February 2017 – Student Spotlight

Marilyn is the reason we’re doing the 2017 Challenge… we all want to “Be Like Marilyn” & be Younger Next Year. So we asked her a couple of questions because we want you all to know some things YOU can do to be more like Marilyn, Pacific Strength’s Student Spotlight for February.

Pacific Strength: As you know, Marilyn, you’re the inspiration for this “Younger Next Year” challenge. Not only do you act younger (in a good way) than most people half your age, you have more energy too! What’s your secret?

Marilyn: Compulsivity. Like it or not I am a tightly wound ball of endless energy, not really accepting limits to what I can or should do.

PS: You brought me an article on the “Younger Next Year” book and then talked to me about it several times. You were so excited about it that I HAD to read it! Why do you think this book resonated with you so much?

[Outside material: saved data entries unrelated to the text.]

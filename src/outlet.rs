//! Serialized, demand-aware delivery to one downstream subscriber.
//!
//! Operators whose output is not a 1:1 image of a single upstream (combinators,
//! timing operators, subjects, `flat_map`, ...) produce values from several
//! places: different upstreams, scheduler callbacks, downstream requests.
//! [`Outlet`] is the one place those values meet the downstream subscriber.
//!
//! * Whoever finds the outlet idle takes the *drain token* and delivers
//!   everything that is deliverable; everyone else just enqueues and leaves.
//!   The downstream subscriber is therefore never called concurrently, and
//!   calls made back into the operator from inside `receive` (request, cancel,
//!   pushing more values) never deadlock.
//! * A value is delivered only against outstanding demand; extra demand
//!   returned by `receive` is added back and reported to the caller so the
//!   operator can forward it upstream.
//! * A failure pre-empts queued values, a finish waits for them. A failure
//!   that arrives while a finish is still pending replaces it.
//! * After the completion has been delivered, or after `cancel`, everything is
//!   ignored and the downstream subscriber is released.

use std::collections::VecDeque;

use parking_lot::Mutex;

use crate::{
  demand::Demand,
  subscriber::{Completion, Subscriber},
  subscription::SubscriptionRef,
};

pub(crate) struct Outlet<T, E, S> {
  state: Mutex<OutletState<T, E>>,
  downstream: Mutex<Option<S>>,
}

struct OutletState<T, E> {
  subscription: Option<SubscriptionRef>,
  queue: VecDeque<T>,
  completion: Option<Completion<E>>,
  demand: Demand,
  draining: bool,
  terminated: bool,
  cancelled: bool,
}

enum Step<T, E> {
  Subscribe(SubscriptionRef),
  Value(T),
  Complete(Completion<E>),
  Release,
  Idle,
}

impl<T, E> OutletState<T, E> {
  fn is_closed(&self) -> bool { self.cancelled || self.terminated || self.completion.is_some() }

  fn available(&self) -> Demand { self.demand - self.queue.len() }

  /// Take the drain token. `false` means somebody else is draining.
  fn begin(&mut self) -> bool { !std::mem::replace(&mut self.draining, true) }

  fn next_step(&mut self) -> Step<T, E> {
    if self.cancelled {
      // A cancelled outlet keeps the token forever.
      return Step::Release;
    }
    if let Some(subscription) = self.subscription.take() {
      return Step::Subscribe(subscription);
    }
    if self.terminated {
      self.draining = false;
      return Step::Idle;
    }
    let failed = self.completion.as_ref().is_some_and(Completion::is_failure);
    if failed || self.queue.is_empty() {
      if let Some(completion) = self.completion.take() {
        self.queue.clear();
        self.terminated = true;
        return Step::Complete(completion);
      }
    }
    if !self.queue.is_empty() && self.demand.take_one() {
      if let Some(value) = self.queue.pop_front() {
        return Step::Value(value);
      }
    }
    self.draining = false;
    Step::Idle
  }
}

impl<T, E, S> Outlet<T, E, S>
where
  S: Subscriber<T, E>,
{
  pub(crate) fn new(downstream: S) -> Self {
    Self {
      state: Mutex::new(OutletState {
        subscription: None,
        queue: VecDeque::new(),
        completion: None,
        demand: Demand::NONE,
        draining: false,
        terminated: false,
        cancelled: false,
      }),
      downstream: Mutex::new(Some(downstream)),
    }
  }

  /// Hand `subscription` to the downstream subscriber.
  pub(crate) fn attach(&self, subscription: SubscriptionRef) -> Demand {
    {
      let mut state = self.state.lock();
      if state.cancelled {
        return Demand::NONE;
      }
      state.subscription = Some(subscription);
      if !state.begin() {
        return Demand::NONE;
      }
    }
    self.drain()
  }

  /// Record demand granted by the downstream subscriber.
  pub(crate) fn request(&self, demand: Demand) -> Demand {
    {
      let mut state = self.state.lock();
      if state.cancelled || state.terminated || demand.is_none() {
        return Demand::NONE;
      }
      state.demand += demand;
      if !state.begin() {
        return Demand::NONE;
      }
    }
    self.drain()
  }

  /// Queue `value` for delivery, buffering it if there is no demand.
  pub(crate) fn push(&self, value: T) -> Demand {
    {
      let mut state = self.state.lock();
      if state.is_closed() {
        return Demand::NONE;
      }
      state.queue.push_back(value);
      if !state.begin() {
        return Demand::NONE;
      }
    }
    self.drain()
  }

  /// Deliver `value` only if demand is available for it; otherwise it is
  /// dropped.
  pub(crate) fn offer(&self, value: T) -> Demand {
    {
      let mut state = self.state.lock();
      if state.is_closed() || state.available().is_none() {
        return Demand::NONE;
      }
      state.queue.push_back(value);
      if !state.begin() {
        return Demand::NONE;
      }
    }
    self.drain()
  }

  /// Queue `value` without delivering; the next `request` delivers it.
  pub(crate) fn enqueue(&self, value: T) -> bool {
    let mut state = self.state.lock();
    if state.is_closed() {
      return false;
    }
    state.queue.push_back(value);
    true
  }

  /// Terminate the stream. A finish is delivered once the queue has drained;
  /// a failure right away.
  pub(crate) fn complete(&self, completion: Completion<E>) {
    {
      let mut state = self.state.lock();
      if state.cancelled || state.terminated {
        return;
      }
      let replace = match &state.completion {
        None => true,
        Some(pending) => !pending.is_failure() && completion.is_failure(),
      };
      if !replace {
        return;
      }
      state.completion = Some(completion);
      if !state.begin() {
        return;
      }
    }
    self.drain();
  }

  /// Stop delivering and release the downstream subscriber. Idempotent.
  pub(crate) fn cancel(&self) {
    let release = {
      let mut state = self.state.lock();
      if state.cancelled || state.terminated {
        return;
      }
      state.cancelled = true;
      state.queue.clear();
      state.completion = None;
      state.begin()
    };
    if release {
      let downstream = self.downstream.lock().take();
      drop(downstream);
    }
  }

  /// Terminated, cancelled, or with a completion pending.
  pub(crate) fn is_closed(&self) -> bool { self.state.lock().is_closed() }

  #[cfg(test)]
  pub(crate) fn queued(&self) -> usize { self.state.lock().queue.len() }

  fn drain(&self) -> Demand {
    let mut extra = Demand::NONE;
    loop {
      let step = self.state.lock().next_step();
      match step {
        Step::Subscribe(subscription) => {
          if let Some(downstream) = self.downstream.lock().as_mut() {
            downstream.receive_subscription(subscription);
          }
        }
        Step::Value(value) => {
          let more = match self.downstream.lock().as_mut() {
            Some(downstream) => downstream.receive(value),
            None => Demand::NONE,
          };
          if !more.is_none() {
            self.state.lock().demand += more;
            extra += more;
          }
        }
        Step::Complete(completion) => {
          let downstream = self.downstream.lock().take();
          if let Some(downstream) = downstream {
            downstream.receive_completion(completion);
          }
        }
        Step::Release => {
          let downstream = self.downstream.lock().take();
          drop(downstream);
          return extra;
        }
        Step::Idle => return extra,
      }
    }
  }
}

#[cfg(test)]
mod tests {
  use std::{convert::Infallible, sync::Arc};

  use super::*;
  use crate::{
    subscription::EmptySubscription,
    testing::{Event, TestSubscriber},
  };

  fn new_outlet<T: Send + 'static, E: Send + 'static>(
    initial: Demand,
  ) -> (Arc<Outlet<T, E, TestSubscriber<T, E>>>, crate::testing::Recorder<T, E>) {
    let (subscriber, recorder) = TestSubscriber::new(initial);
    let outlet = Arc::new(Outlet::new(subscriber));
    (outlet, recorder)
  }

  #[test]
  fn buffers_until_demand_arrives() {
    let (outlet, recorder) = new_outlet::<i32, Infallible>(Demand::NONE);
    outlet.attach(EmptySubscription::shared());
    outlet.push(1);
    outlet.push(2);
    assert_eq!(recorder.value_count(), 0);
    assert_eq!(outlet.queued(), 2);

    recorder.request(Demand::max(1));
    outlet.request(Demand::max(1));
    assert_eq!(recorder.values(), vec![1]);
    assert_eq!(outlet.queued(), 1);
  }

  #[test]
  fn offer_drops_without_demand() {
    let (outlet, recorder) = new_outlet::<i32, Infallible>(Demand::NONE);
    outlet.attach(EmptySubscription::shared());
    outlet.offer(1);
    recorder.request(Demand::max(1));
    outlet.request(Demand::max(1));
    outlet.offer(2);
    outlet.offer(3);
    assert_eq!(recorder.values(), vec![2]);
  }

  #[test]
  fn finish_waits_for_queue_failure_does_not() {
    let (outlet, recorder) = new_outlet::<i32, &str>(Demand::NONE);
    outlet.attach(EmptySubscription::shared());
    outlet.push(1);
    outlet.complete(Completion::Finished);
    assert!(!recorder.is_completed());
    recorder.request(Demand::max(1));
    outlet.request(Demand::max(1));
    assert_eq!(
      recorder.events(),
      vec![Event::Subscribed, Event::Value(1), Event::Completion(Completion::Finished)]
    );

    let (outlet, recorder) = new_outlet::<i32, &str>(Demand::NONE);
    outlet.attach(EmptySubscription::shared());
    outlet.push(1);
    outlet.complete(Completion::Failed("boom"));
    assert_eq!(recorder.events(), vec![Event::Subscribed, Event::Completion(Completion::Failed("boom"))]);
  }

  #[test]
  fn failure_replaces_pending_finish() {
    let (outlet, recorder) = new_outlet::<i32, &str>(Demand::NONE);
    outlet.attach(EmptySubscription::shared());
    outlet.push(1);
    outlet.complete(Completion::Finished);
    outlet.complete(Completion::Failed("late failure"));
    outlet.complete(Completion::Failed("ignored"));
    assert_eq!(recorder.failure(), Some("late failure"));
  }

  #[test]
  fn cancel_releases_and_ignores_everything_after() {
    let (outlet, recorder) = new_outlet::<i32, Infallible>(Demand::Unlimited);
    outlet.attach(EmptySubscription::shared());
    outlet.request(Demand::Unlimited);
    outlet.push(1);
    outlet.cancel();
    outlet.push(2);
    outlet.complete(Completion::Finished);
    assert_eq!(recorder.events(), vec![Event::Subscribed, Event::Value(1)]);
    assert!(outlet.is_closed());
  }

  struct Reentrant {
    outlet: Arc<Outlet<i32, Infallible, crate::testing::TestSubscriber<i32, Infallible>>>,
  }

  #[test]
  fn reentrant_push_is_delivered_after_current_value() {
    let (outlet, recorder) = new_outlet::<i32, Infallible>(Demand::Unlimited);
    outlet.attach(EmptySubscription::shared());
    outlet.request(Demand::Unlimited);
    let helper = Reentrant { outlet: outlet.clone() };
    // Simulate a push arriving while the drain token is held.
    {
      let mut state = helper.outlet.state.lock();
      assert!(state.begin());
    }
    helper.outlet.push(1);
    helper.outlet.push(2);
    assert_eq!(recorder.value_count(), 0);
    helper.outlet.drain();
    assert_eq!(recorder.values(), vec![1, 2]);
  }
}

M: The book and their subject just fits my psyche. It is how I have felt about exercise and food for quite some time but needed to see it written in a fantastic, intelligent, book format.  I have always needed to feel like I should exercise all the time but most of my friends and acquaintances would tell me I was “nuts”. I know that most food is full of preservatives and is poison to our bodies, (my favorite quote is “the whiter the bread the sooner you’re dead”) but when I would tell others they would roll their eyes and of course I would talk about the deadliness of white flour and sugar and on and on and on.  So with this book I feel somewhat normal. Along with my many quirks I am a compulsive overeater, white flour and sugar are a serious drug to me, I am a recovering alcoholic, sober 47 years. So I understand obsessive behavior, of which I possess.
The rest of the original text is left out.